Wednesday, July 14, 2010

Growing Up

Going to my __th Catholic grade school reunion brought back many memories. Obviously, I can't cover my whole childhood in a short blog writing, but I will try to hit a few of the things I remember.
My friend Mary Jo reminded me that I was boy crazy when I was younger (think she may have been too:). My friends were astonished when they thought I was that way since the fourth grade but I think it was since the age of 4. My parents' relationship with each other was not the best and I think I longed for that perfect person to meet my needs.
I will be seeing my extended family this weekend and it is amazing we are all speaking to each other when I think of the drama in our home growing up. It was often a free-for-all when my Dad wasn't there. We would chase each other around the table, throw shoes at each other, taunt each other...I guess some of that is normal?

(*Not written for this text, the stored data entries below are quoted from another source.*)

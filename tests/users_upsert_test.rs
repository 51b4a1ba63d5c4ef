// ABOUTME: Integration tests for the merge-on-login user upsert
// ABOUTME: Validates merge semantics, login-timestamp refresh, and owner bootstrap
//
// Licensed under either of Apache License, Version 2.0 or MIT License at your option.
// Copyright ©2025 Reach+ Agency

mod common;

use chrono::{TimeZone, Utc};
use common::create_test_database;
use reach_portal_server::models::{UpsertUser, UserRole};

#[tokio::test]
async fn test_double_upsert_keeps_one_row_with_latest_name() {
    let db = create_test_database().await.unwrap();

    let mut first = UpsertUser::new("oid-42");
    first.name = Some("First Name".into());
    db.upsert_user(&first, None).await.unwrap();
    let created = db.get_user_by_open_id("oid-42").await.unwrap().unwrap();

    let mut second = UpsertUser::new("oid-42");
    second.name = Some("Second Name".into());
    db.upsert_user(&second, None).await.unwrap();

    let user = db.get_user_by_open_id("oid-42").await.unwrap().unwrap();
    // Same row, not a new one
    assert_eq!(user.id, created.id);
    assert_eq!(user.name.as_deref(), Some("Second Name"));
}

#[tokio::test]
async fn test_absent_fields_do_not_clobber_stored_values() {
    let db = create_test_database().await.unwrap();

    let mut first = UpsertUser::new("oid-1");
    first.name = Some("Ada".into());
    first.email = Some("ada@example.com".into());
    first.login_method = Some("google".into());
    db.upsert_user(&first, None).await.unwrap();

    // A bare login supplies nothing but the identity
    db.upsert_user(&UpsertUser::new("oid-1"), None).await.unwrap();

    let user = db.get_user_by_open_id("oid-1").await.unwrap().unwrap();
    assert_eq!(user.name.as_deref(), Some("Ada"));
    assert_eq!(user.email.as_deref(), Some("ada@example.com"));
    assert_eq!(user.login_method.as_deref(), Some("google"));
}

#[tokio::test]
async fn test_last_signed_in_always_refreshed() {
    let db = create_test_database().await.unwrap();

    let t1 = Utc.with_ymd_and_hms(2025, 1, 1, 8, 0, 0).unwrap();
    let t2 = Utc.with_ymd_and_hms(2025, 6, 1, 8, 0, 0).unwrap();

    let mut first = UpsertUser::new("oid-1");
    first.last_signed_in = Some(t1);
    db.upsert_user(&first, None).await.unwrap();

    let user = db.get_user_by_open_id("oid-1").await.unwrap().unwrap();
    assert_eq!(user.last_signed_in, t1);

    let mut second = UpsertUser::new("oid-1");
    second.last_signed_in = Some(t2);
    db.upsert_user(&second, None).await.unwrap();

    let user = db.get_user_by_open_id("oid-1").await.unwrap().unwrap();
    assert_eq!(user.last_signed_in, t2);
}

#[tokio::test]
async fn test_owner_bootstrap_applies_only_to_matching_identity() {
    let db = create_test_database().await.unwrap();

    db.upsert_user(&UpsertUser::new("the-owner"), Some("the-owner"))
        .await
        .unwrap();
    db.upsert_user(&UpsertUser::new("somebody-else"), Some("the-owner"))
        .await
        .unwrap();

    let owner = db.get_user_by_open_id("the-owner").await.unwrap().unwrap();
    let other = db.get_user_by_open_id("somebody-else").await.unwrap().unwrap();

    assert_eq!(owner.role, UserRole::Admin);
    assert_eq!(other.role, UserRole::User);
}

#[tokio::test]
async fn test_relogin_does_not_demote_elevated_role() {
    let db = create_test_database().await.unwrap();

    db.upsert_user(&UpsertUser::new("the-owner"), Some("the-owner"))
        .await
        .unwrap();

    // Later logins without the owner configuration keep the stored role
    db.upsert_user(&UpsertUser::new("the-owner"), None).await.unwrap();

    let owner = db.get_user_by_open_id("the-owner").await.unwrap().unwrap();
    assert_eq!(owner.role, UserRole::Admin);
}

Steve, the youngest, vividly remembers us threatening to throw him down the laundry shoot. It was a chair-opening type, just big enough for a small kid to slide through if dropped. We never actually did it. We also fought over trying to clean up the house and who had control of the television set. If we girls did get in the mood to clean, we nagged and pestered the boys to start picking up after themselves, which never happened and only further annoyed them.

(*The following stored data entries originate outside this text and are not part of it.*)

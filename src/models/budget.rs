// ABOUTME: Project-quote (budget) requests submitted from the public site
// ABOUTME: Budget struct, quote lifecycle enum, and insert payload
//
// Licensed under either of Apache License, Version 2.0 or MIT License at your option.
// Copyright ©2025 Reach+ Agency

use std::fmt::{Display, Formatter, Result as FmtResult};
use std::str::FromStr;

use chrono::{DateTime, Utc};
use serde::{Deserialize, Serialize};

use crate::errors::AppError;

/// Lifecycle of a quote request
#[derive(Debug, Clone, Copy, Serialize, Deserialize, PartialEq, Eq, Default)]
#[serde(rename_all = "lowercase")]
pub enum BudgetStatus {
    #[default]
    Pending,
    Quoted,
    Accepted,
    Rejected,
}

impl BudgetStatus {
    /// Convert to string for database storage
    #[must_use]
    pub const fn as_str(&self) -> &'static str {
        match self {
            Self::Pending => "pending",
            Self::Quoted => "quoted",
            Self::Accepted => "accepted",
            Self::Rejected => "rejected",
        }
    }
}

impl Display for BudgetStatus {
    fn fmt(&self, f: &mut Formatter<'_>) -> FmtResult {
        write!(f, "{}", self.as_str())
    }
}

impl FromStr for BudgetStatus {
    type Err = AppError;

    fn from_str(s: &str) -> Result<Self, Self::Err> {
        match s {
            "pending" => Ok(Self::Pending),
            "quoted" => Ok(Self::Quoted),
            "accepted" => Ok(Self::Accepted),
            "rejected" => Ok(Self::Rejected),
            _ => Err(AppError::invalid_input(format!(
                "Invalid budget status: {s}"
            ))),
        }
    }
}

/// An inbound project-quote request. Publicly writable; readable and
/// updatable only by admins. Optionally linked to a client later.
///
/// `quoted_price` and `quoted_at` are set together when the status moves
/// to `quoted` with a price: both present or both absent.
#[derive(Debug, Clone, Serialize, Deserialize)]
pub struct Budget {
    pub id: i64,
    pub client_id: Option<i64>,
    pub name: String,
    pub email: String,
    pub company: String,
    /// Services the requester is interested in
    pub services: Vec<String>,
    /// Budget range label, e.g. "5000-10000"
    pub budget: Option<String>,
    pub timeline: Option<String>,
    pub description: Option<String>,
    pub status: BudgetStatus,
    pub created_at: DateTime<Utc>,
    pub quoted_at: Option<DateTime<Utc>>,
    pub quoted_price: Option<f64>,
}

/// Insert payload for a budget submission
#[derive(Debug, Clone, Serialize, Deserialize)]
pub struct NewBudget {
    pub name: String,
    pub email: String,
    pub company: String,
    pub services: Vec<String>,
    pub budget: Option<String>,
    pub timeline: Option<String>,
    pub description: Option<String>,
}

When I left the house, I seemed like a different person. I remember climbing up our weeping willow tree and asking God to make me normal. The jury is still out on that one:). I usually felt I fit in okay except during those difficult adolescent times. A big turning point for me was when Scott R. decided he liked me better than my popular friend. The relationship, mainly centered on discussing the Batman series, didn't last long, but it gave me confidence.
In high school,I was neither in the popular group nor the left out group. I had to work so I found my first job, after babysitting and snow shoveling, at Grant's dime store. I also enjoyed being in debate, a drama club, math club for awhile (mainly to meet a boy, of course).
My high school counselor felt I had the potential for college. I was third in my family and the first to consider it at that time. With my Dad's strong urging to try something he regretted not doing, I headed to the then WSU - Eau Claire. Now I live about an hour or two from there.
That's it for tonight. Thanks Ruth for getting me started again.